Según las Naciones Unidas, en los últimos 15 años América Latina ha experimentado las mayores cuotas de bienestar de su historia, debido al crecimiento económico, políticas públicas gubernamentales y múltiples subsidios.

Así, 72 millones de personas salieron de la pobreza -la mitad en Brasil- y 94 millones entraron a la clase media, sobre todo en Argentina, Brasil, Colombia, México y Perú, según la ONU.

Sin embargo, entre 2015 y 2016 aumentó el número absoluto de pobres por primera vez en 10 años, según la ONU.

Latinoamérica se sumerge en un período de retracción económica y aumento del desempleo que amenaza algunos logros alcanzados en bienestar.

De acuerdo con la Comisión Económica para América Latina y el Caribe (CEPAL) la actividad económica regional se contraerá por segundo año consecutivo y caerá en 2016 un 0,6%, con caídas del consumo, la demanda interna y los precios de materias primas como hidrocarburos y minerales.

Además, el desempleo aumentará en 2016 un 7%, después de alcanzar en 2015, con el 6,5%, el peor registro de paro en seis años.

Esta situación "afecta al ingreso y luego al bienestar de hogares vulnerables", dijo Gray.

El progreso de millones de personas se debió a "políticas dedicadas a la reducción de la pobreza, combinadas con un momento de bonanza y recursos", pero con la desaceleración actual "obviamente habrá menos recursos" para inversión gubernamental en los menos favorecidos, dijo Jessica Faieta, directora del PNUD para América Latina.

- Adiós Adam Smith -

Pese a la contracción económica, el informe hace un llamado a los gobiernos para seguir invirtiendo en los más pobres, en momentos en que 220 millones de personas (38%) están en riesgo de caer en situación de pobreza y uno de cada cuatro latinoamericanos vive con menos de 4 dólares diarios.

Sin embargo, avisa que "no es suficiente retornar al crecimiento" ya que la extensión de la protección social y los sistemas de cuidados para niños, adultos mayores y discapacitados, el acceso a activos financieros y una mejor calidad del empleo "son vitales" para proteger los logros alcanzados.

"Muchos hablan de cómo blindar el crecimiento de la economía (pero) la pregunta más importante es cómo proteger los logros y romper exclusiones duras que afectan a millones de personas en la región", manifestó Gray.

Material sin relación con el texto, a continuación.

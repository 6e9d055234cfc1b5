//! Default pointer and keyboard selection gestures for item visuals.
//!
//! Input delivery belongs to the host. These functions only translate an
//! already-delivered gesture on the item at `path` into model operations.

use super::{IndexPath, SelectionModel};

/// Modifier keys held during a gesture.
#[derive(Debug, Clone, Copy, Default, PartialEq, Eq)]
pub struct Modifiers {
    pub shift: bool,
    pub ctrl: bool,
}

impl Modifiers {
    pub const NONE: Modifiers = Modifiers {
        shift: false,
        ctrl: false,
    };
    pub const SHIFT: Modifiers = Modifiers {
        shift: true,
        ctrl: false,
    };
    pub const CTRL: Modifiers = Modifiers {
        shift: false,
        ctrl: true,
    };
}

/// Keys with a selection meaning.
#[derive(Debug, Clone, Copy, PartialEq, Eq)]
pub enum SelectionKey {
    Escape,
    Space,
    A,
    Other,
}

/// Primary button pressed on the item at `path`.
///
/// Returns `true` if the host should move focus to the item.
pub fn handle_pointer_pressed(
    model: &mut SelectionModel,
    path: &IndexPath,
    modifiers: Modifiers,
) -> bool {
    if modifiers.shift && !model.is_single_select() {
        if modifiers.ctrl {
            model.deselect_range_from_anchor_to(path.clone());
        } else {
            model.select_range_from_anchor_to(path.clone());
        }
        false
    } else if modifiers.ctrl {
        if model.is_selected_at(path) == Some(true) {
            model.deselect_at(path.clone());
        } else {
            model.select_at(path.clone());
        }
        false
    } else {
        model.select_at(path.clone());
        true
    }
}

/// Key released while the item at `path` has focus.
pub fn handle_key_released(
    model: &mut SelectionModel,
    path: &IndexPath,
    key: SelectionKey,
    modifiers: Modifiers,
) {
    match key {
        SelectionKey::Escape => model.clear_selection(),
        SelectionKey::Space => model.select_at(path.clone()),
        _ if model.is_single_select() => {}
        SelectionKey::A if modifiers.ctrl => model.select_all(),
        _ if modifiers.shift => model.select_range_from_anchor_to(path.clone()),
        _ => {}
    }
}
use std::io::{self, Write};

use anyhow::Result;
use base64::engine::general_purpose::STANDARD as BASE64;
use base64::Engine;
use crossterm::{
    cursor,
    event::{Event, KeyCode, KeyEvent, KeyModifiers},
    terminal::{Clear, ClearType},
};
use pagepick_core::{Command, PageIndex, RasterBuffer};
use png::{BitDepth, ColorType, Encoder};

pub struct KittyRenderer<W: Write> {
    writer: W,
}

pub struct DrawParams {
    pub columns: u32,
    pub rows: u32,
}

impl DrawParams {
    pub fn clamped(columns: u32, rows: u32) -> Self {
        Self {
            columns: columns.max(1),
            rows: rows.max(1),
        }
    }
}

impl<W: Write> KittyRenderer<W> {
    pub fn new(writer: W) -> Self {
        Self { writer }
    }

    pub fn writer(&mut self) -> &mut W {
        &mut self.writer
    }

    /// Transmits `image` and places it at the current cursor position. Each
    /// distinct `image_id` owns one placement, so the active view and every
    /// rail slot can be redrawn independently.
    pub fn draw(&mut self, image: &RasterBuffer, params: DrawParams, image_id: u32) -> Result<()> {
        let mut buffer = Vec::new();
        let mut encoder = Encoder::new(&mut buffer, image.width, image.height);
        encoder.set_color(ColorType::Rgba);
        encoder.set_depth(BitDepth::Eight);
        let mut writer = encoder.write_header()?;
        writer.write_image_data(&image.pixels)?;
        writer.finish()?;

        let encoded = BASE64.encode(&buffer);
        let mut chunks = encoded.as_bytes().chunks(4096).peekable();
        let mut first = true;

        while let Some(chunk) = chunks.next() {
            let more = chunks.peek().is_some();
            if first {
                write!(
                    self.writer,
                    "\u{1b}_Ga=T,f=100,C=1,q=2,i={},p={},c={},r={},s={},v={},z=-1,m={}",
                    image_id,
                    image_id,
                    params.columns,
                    params.rows,
                    image.width,
                    image.height,
                    if more { 1 } else { 0 }
                )?;
                first = false;
            } else {
                write!(self.writer, "\u{1b}_Gm={},q=2", if more { 1 } else { 0 })?;
            }
            if !chunk.is_empty() {
                self.writer.write_all(b";")?;
                self.writer.write_all(chunk)?;
            }
            write!(self.writer, "\u{1b}\\")?;
        }

        self.writer.flush()?;
        Ok(())
    }

    /// Deletes every transmitted image and placement.
    pub fn delete_images(&mut self) -> Result<()> {
        write!(self.writer, "\u{1b}_Ga=d,d=A,q=2\u{1b}\\")?;
        self.writer.flush()?;
        Ok(())
    }

    pub fn begin_sync_update(&mut self) -> Result<()> {
        write!(self.writer, "\u{1b}[?2026h")?;
        Ok(())
    }

    pub fn end_sync_update(&mut self) -> Result<()> {
        write!(self.writer, "\u{1b}[?2026l")?;
        self.writer.flush()?;
        Ok(())
    }

    pub fn clear_all(&mut self) -> Result<()> {
        crossterm::execute!(&mut self.writer, Clear(ClearType::All), cursor::MoveTo(0, 0))?;
        Ok(())
    }
}

pub fn write_status_line<W: Write>(writer: &mut W, label: &str) -> io::Result<()> {
    write!(writer, "{}", label)?;
    writer.flush()
}

/// Scroll window over the filtered page list. Keeps the active page visible
/// with nearest placement: the offset moves only as far as needed to bring
/// the active entry to the closest window edge.
#[derive(Debug, Default)]
pub struct ThumbnailRail {
    scroll_offset: usize,
}

impl ThumbnailRail {
    pub fn new() -> Self {
        Self::default()
    }

    pub fn scroll_offset(&self) -> usize {
        self.scroll_offset
    }

    pub fn window<'a>(
        &mut self,
        visible: &'a [PageIndex],
        active: PageIndex,
        slots: usize,
    ) -> &'a [PageIndex] {
        if slots == 0 || visible.is_empty() {
            self.scroll_offset = 0;
            return &[];
        }

        let max_offset = visible.len().saturating_sub(slots);
        if self.scroll_offset > max_offset {
            self.scroll_offset = max_offset;
        }

        if let Some(pos) = visible.iter().position(|&page| page == active) {
            if pos < self.scroll_offset {
                self.scroll_offset = pos;
            } else if pos >= self.scroll_offset + slots {
                self.scroll_offset = pos + 1 - slots;
            }
        }

        let end = (self.scroll_offset + slots).min(visible.len());
        &visible[self.scroll_offset..end]
    }
}

#[derive(Debug, Clone)]
pub enum UiEvent {
    Command(Command),
    ToggleActive,
    BeginSearch,
    SearchQueryChanged { query: String },
    SearchSubmit { query: String },
    SearchCancel,
    Confirm,
    Cancel,
    Resized,
    None,
}

#[derive(Debug, Clone, Copy, PartialEq, Eq, Default)]
pub enum InputMode {
    #[default]
    Normal,
    Search,
}

#[derive(Default)]
pub struct EventMapper {
    mode: InputMode,
    search_buffer: String,
}

impl EventMapper {
    pub fn new() -> Self {
        Self::default()
    }

    pub fn mode(&self) -> InputMode {
        self.mode
    }

    pub fn set_mode(&mut self, mode: InputMode) {
        if mode != InputMode::Search {
            self.search_buffer.clear();
        }
        self.mode = mode;
    }

    pub fn pending_input(&self) -> Option<String> {
        if matches!(self.mode, InputMode::Search) {
            return Some(format!("/{}", self.search_buffer));
        }
        None
    }

    pub fn map_event(&mut self, event: Event) -> UiEvent {
        if let Event::Resize(_, _) = event {
            return UiEvent::Resized;
        }
        match self.mode {
            InputMode::Normal => self.map_event_normal(event),
            InputMode::Search => self.map_event_search(event),
        }
    }

    fn map_event_normal(&mut self, event: Event) -> UiEvent {
        match event {
            Event::Key(KeyEvent {
                code, modifiers, ..
            }) => match (code, modifiers) {
                (KeyCode::Right, KeyModifiers::NONE)
                | (KeyCode::Down, KeyModifiers::NONE)
                | (KeyCode::Char('l'), KeyModifiers::NONE)
                | (KeyCode::Char('j'), KeyModifiers::NONE) => UiEvent::Command(Command::NextPage),
                (KeyCode::Left, KeyModifiers::NONE)
                | (KeyCode::Up, KeyModifiers::NONE)
                | (KeyCode::Char('h'), KeyModifiers::NONE)
                | (KeyCode::Char('k'), KeyModifiers::NONE) => UiEvent::Command(Command::PrevPage),
                (KeyCode::Home, _) | (KeyCode::Char('g'), KeyModifiers::NONE) => {
                    UiEvent::Command(Command::GotoPage { page: 1 })
                }
                (KeyCode::End, _) | (KeyCode::Char('G'), KeyModifiers::SHIFT) => {
                    UiEvent::Command(Command::GotoPage { page: usize::MAX })
                }
                (KeyCode::Char(' '), _) => UiEvent::ToggleActive,
                (KeyCode::Char('c'), KeyModifiers::NONE) => {
                    UiEvent::Command(Command::ClearSelection)
                }
                (KeyCode::Char('/'), KeyModifiers::NONE) => {
                    self.mode = InputMode::Search;
                    self.search_buffer.clear();
                    UiEvent::BeginSearch
                }
                (KeyCode::Enter, _) => UiEvent::Confirm,
                (KeyCode::Esc, _) | (KeyCode::Char('q'), _) => UiEvent::Cancel,
                _ => UiEvent::None,
            },
            _ => UiEvent::None,
        }
    }

    fn map_event_search(&mut self, event: Event) -> UiEvent {
        match event {
            Event::Key(KeyEvent {
                code, modifiers, ..
            }) => match (code, modifiers) {
                (KeyCode::Esc, _) => {
                    self.set_mode(InputMode::Normal);
                    UiEvent::SearchCancel
                }
                (KeyCode::Enter, _) => {
                    let query = self.search_buffer.clone();
                    self.set_mode(InputMode::Normal);
                    UiEvent::SearchSubmit { query }
                }
                (KeyCode::Backspace, _) => {
                    self.search_buffer.pop();
                    UiEvent::SearchQueryChanged {
                        query: self.search_buffer.clone(),
                    }
                }
                (KeyCode::Char(c), mods) if mods.is_empty() || mods == KeyModifiers::SHIFT => {
                    self.search_buffer.push(c);
                    UiEvent::SearchQueryChanged {
                        query: self.search_buffer.clone(),
                    }
                }
                _ => UiEvent::None,
            },
            _ => UiEvent::None,
        }
    }
}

"Ninguno de los logros sociales y económicos recientes alcanzados en la región fue producto del laissez faire", advierte el informe en referencia a la teoría económica liberal del escocés Adam Smith, según el cual, el Estado debía dejar la economía al libre mercado.

- Sigue la desigualdad -

El PNUD también advierte en su documento, que fue presentado este martes en Panamá, que ha habido grupos sociales que se han mantenido marginados.

Los indígenas, afrodescendientes, campesinos, jóvenes, mujeres y minorías sexuales no han podido alcanzar el progreso ya que su acceso al mercado laboral, muchas veces informal, se ve condicionado por múltiples factores.

Por ese motivo, se requieren también políticas "para atacar aquellas exclusiones que trascienden las líneas de pobreza", como las referidas a la equidad de género, el combate a la violencia machista, el cuidado medioambiental, la seguridad ciudadana, la precariedad laboral o la protección de las minorías.

"Seguimos siendo una región desigual. Hay grupos de población que no se han beneficiado de este progreso de los últimos 15 años independientemente del color político de los gobiernos", afirmó Faieta.